Henry further states in his letter that “no student will be forced to participate in any activity that parents feel may be in conflict with the personal beliefs of the family” and “alternate activities will be provided.”
The assurances don’t assuage one concerned parent who still intends to keep her daughter out of class during the four-day event.
“What’s changed? They’re still going to talk about dead relatives,” she told WND. “They’re semantically getting around practicing the ritual by calling the table where the photographs and everything will be put a ‘remembrance table’ rather than ‘altar’ and calling them ‘symbolic items’ instead of ‘offerings.'”
In fact, a letter sent home with students on Friday updating parents on the Day of the Dead activities states students will be “invited, but not required, to bring in a photo or picture of a loved one who has died.” The letter further describes that children will be learning about “the cultural use of symbolic artifacts and the various craft activities that the Mexicans take part in as they honor death as a part of the cycle of life.” The “symbolic artifacts” and “craft activities” presumably relate to the “masks, jumping ‘mariachi style’ skeletons, marigolds and sugar skulls” referenced in Henry’s letter.
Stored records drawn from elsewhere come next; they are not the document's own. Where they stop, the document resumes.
//! Session state and submission orchestration
//!
//! The Session is the one piece of state with a lifecycle. It owns:
//! - the attendance roster (the running tally)
//! - the API credential (memory only, never persisted or logged)
//! - the extractor, normalizer and exporter collaborators
//! - the session phase state machine
//!
//! Handlers receive the session explicitly (behind `Arc<tokio::sync::Mutex>`
//! in the binaries); holding the lock across `submit` is what enforces the
//! single-in-flight submission rule.


use crate::domain::roster::{AttendeeRow, Roster};
use crate::domain::types::{CaptureEvent, CaptureSummary, SessionPhase};
use crate::infra::config::Config;
use crate::infra::stats::Stats;
use crate::io::export::{ExportError, Exporter};
use crate::io::extractor::{ExtractNames, ServiceError};
use crate::services::normalizer::Normalizer;
use serde::Serialize;
use std::path::PathBuf;
use std::sync::Arc;
use std::time::Instant;
use tracing::{debug, info, warn};

/// Render model for the tally views (HTML table, JSON API, TUI table)
#[derive(Debug, Clone, Serialize)]
pub struct RosterSnapshot {
    pub phase: SessionPhase,
    pub credential_set: bool,
    pub attendees: Vec<AttendeeRow>,
    pub total_attendees: usize,
    pub total_sightings: u64,
}

/// One interactive attendance-counting session
pub struct Session<E> {
    extractor: E,
    normalizer: Normalizer,
    exporter: Exporter,
    roster: Roster,
    phase: SessionPhase,
    api_key: Option<String>,
    stats: Arc<Stats>,
}

impl<E: ExtractNames> Session<E> {
    pub fn new(config: &Config, extractor: E, stats: Arc<Stats>) -> Self {
        Self {
            extractor,
            normalizer: Normalizer::from_config(config),
            exporter: Exporter::from_config(config),
            roster: Roster::new(),
            phase: SessionPhase::Idle,
            api_key: None,
            stats,
        }
    }

    /// Store the API credential for this session (memory only)
    pub fn set_credential(&mut self, api_key: String) {
        self.acknowledge_error();
        self.api_key = Some(api_key);
        if self.phase == SessionPhase::Idle {
            self.set_phase(SessionPhase::AwaitingImage);
        }
        info!("credential_set");
    }

    pub fn credential_set(&self) -> bool {
        self.api_key.is_some()
    }

    pub fn phase(&self) -> SessionPhase {
        self.phase
    }

    pub fn roster_len(&self) -> usize {
        self.roster.len()
    }

    /// Drive one capture through Submitting -> Normalizing -> Aggregated.
    /// On any service error the roster is left unchanged and the session
    /// lands in `Error` until the next user action.
    pub async fn submit(&mut self, image: &[u8]) -> Result<CaptureSummary, ServiceError> {
        self.acknowledge_error();

        let Some(api_key) = self.api_key.clone() else {
            self.set_phase(SessionPhase::Error);
            return Err(ServiceError::MissingCredential);
        };

        self.set_phase(SessionPhase::Submitting);
        let start = Instant::now();
        let raw_text = match self.extractor.extract_names(image, &api_key).await {
            Ok(raw) => raw,
            Err(e) => {
                self.stats.record_failure(start.elapsed().as_millis() as u64);
                self.set_phase(SessionPhase::Error);
                return Err(e);
            }
        };
        let latency_ms = start.elapsed().as_millis() as u64;

        self.set_phase(SessionPhase::Normalizing);
        let capture = CaptureEvent::new(raw_text);
        let names = self.normalizer.normalize(&capture.raw_text);

        if names.is_empty() {
            // NormalizationWarning: not fatal, roster untouched
            self.stats.record_empty(latency_ms);
            self.set_phase(SessionPhase::AwaitingImage);
            warn!(capture_id = %capture.id, "no_names_found");
            return Ok(CaptureSummary {
                capture_id: capture.id,
                ts: capture.ts,
                names_seen: 0,
                new_names: 0,
                no_names_found: true,
            });
        }

        let outcome = self.roster.record(&names, capture.ts);
        self.stats.record_capture(latency_ms, outcome.seen as u64);
        self.set_phase(SessionPhase::Aggregated);

        info!(
            capture_id = %capture.id,
            names_seen = %outcome.seen,
            new_names = %outcome.new_names,
            attendees = %self.roster.len(),
            latency_ms = %latency_ms,
            "capture_aggregated"
        );

        Ok(CaptureSummary {
            capture_id: capture.id,
            ts: capture.ts,
            names_seen: outcome.seen,
            new_names: outcome.new_names,
            no_names_found: false,
        })
    }

    /// Deterministic render model, attendees alphabetical by name
    pub fn snapshot(&self) -> RosterSnapshot {
        RosterSnapshot {
            phase: self.phase,
            credential_set: self.api_key.is_some(),
            attendees: self.roster.rows(),
            total_attendees: self.roster.len(),
            total_sightings: self.roster.total_sightings(),
        }
    }

    /// Export the tally to a delimited file; session state is unaffected
    pub fn export(&mut self) -> Result<PathBuf, ExportError> {
        self.acknowledge_error();
        let path = self.exporter.export(&self.roster.rows())?;
        self.stats.record_export();
        Ok(path)
    }

    /// Clear the roster back to empty
    pub fn reset(&mut self) {
        self.roster.clear();
        self.set_phase(if self.api_key.is_some() {
            SessionPhase::AwaitingImage
        } else {
            SessionPhase::Idle
        });
        info!("session_reset");
    }

    /// `Error` is terminal for the failed capture only; any user action
    /// acknowledges it and returns the session to `AwaitingImage`
    fn acknowledge_error(&mut self) {
        if self.phase == SessionPhase::Error {
            self.set_phase(SessionPhase::AwaitingImage);
        }
    }

    fn set_phase(&mut self, phase: SessionPhase) {
        if self.phase != phase {
            debug!(from = %self.phase.as_str(), to = %phase.as_str(), "session_phase");
            self.phase = phase;
        }
    }
}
A call to Eckhardt for more specifics was not returned.
USJF litigation counsel Richard Ackerman told WND, “A judge would buy into this semantical work-around. But [our action] puts them on notice. They’re in a tough ‘catch-22.’ … We’ll see how much they care about the Constitution when Christmas gets here,” he added.
In his e-mailed response to Henry, Ackerman wrote: “We do have serious reservations about your decision to continue presenting the children with actual objects that DO have religious significance to adherents of the religions and cultures that celebrate the Day of the Dead (skulls, marigolds, etc.). To suggest that these items do not have religious significance to Latino-Americans is an insult to their cultural values.”
“The district appears to evade the real issue here,” continued Ackerman, “I believe that we would have to agree as to the inseparable nature of religion and culture. Because of this fact, we will be very closely monitoring the district as Thanksgiving, Christmas, Easter and other events come up. Naturally, we expect that you … will give the children equal access to the cultural symbols of these celebrations as well (Nativity scenes, crosses, and other such cultural symbols). … The district cannot engage in content-based discrimination or cultural preference.”
More concerning than the equal-access issue to USJF and the parent WND spoke to, however, is the planned use of the “educational video,” which, according to a handful of parents who have viewed it, contains sexually explicit and obscene language and is overall “inappropriate” for children.
“If the parents saw this video, all hell would break loose,” one parent told WND.
The problem is parents will have limited opportunity to view the excerpts teachers plan to show the classroom. Friday’s letter offers two viewing periods for today at 3:00 p.m. or 6:30 p.m.
California education code requires parental permission for classroom activities or discussion pertaining to family values, morality and religious themes. The letter sent home with the 9-year-olds Friday also provides for parents to indicate their permission with a signature.
But according to Ackerman, both the last-minute and limited review period, as well as the reliance on the children to deliver the permission slips home violates California education code.
“A lawsuit appears imminent,” Ackerman told WND.
One mother scoffs at the notion of alternate activities being offered to parents who object to the Day of the Dead event: “Of course they can’t require the kids to do any of these activities, but parents are too afraid of being called freaks if they pull their children out,” she said.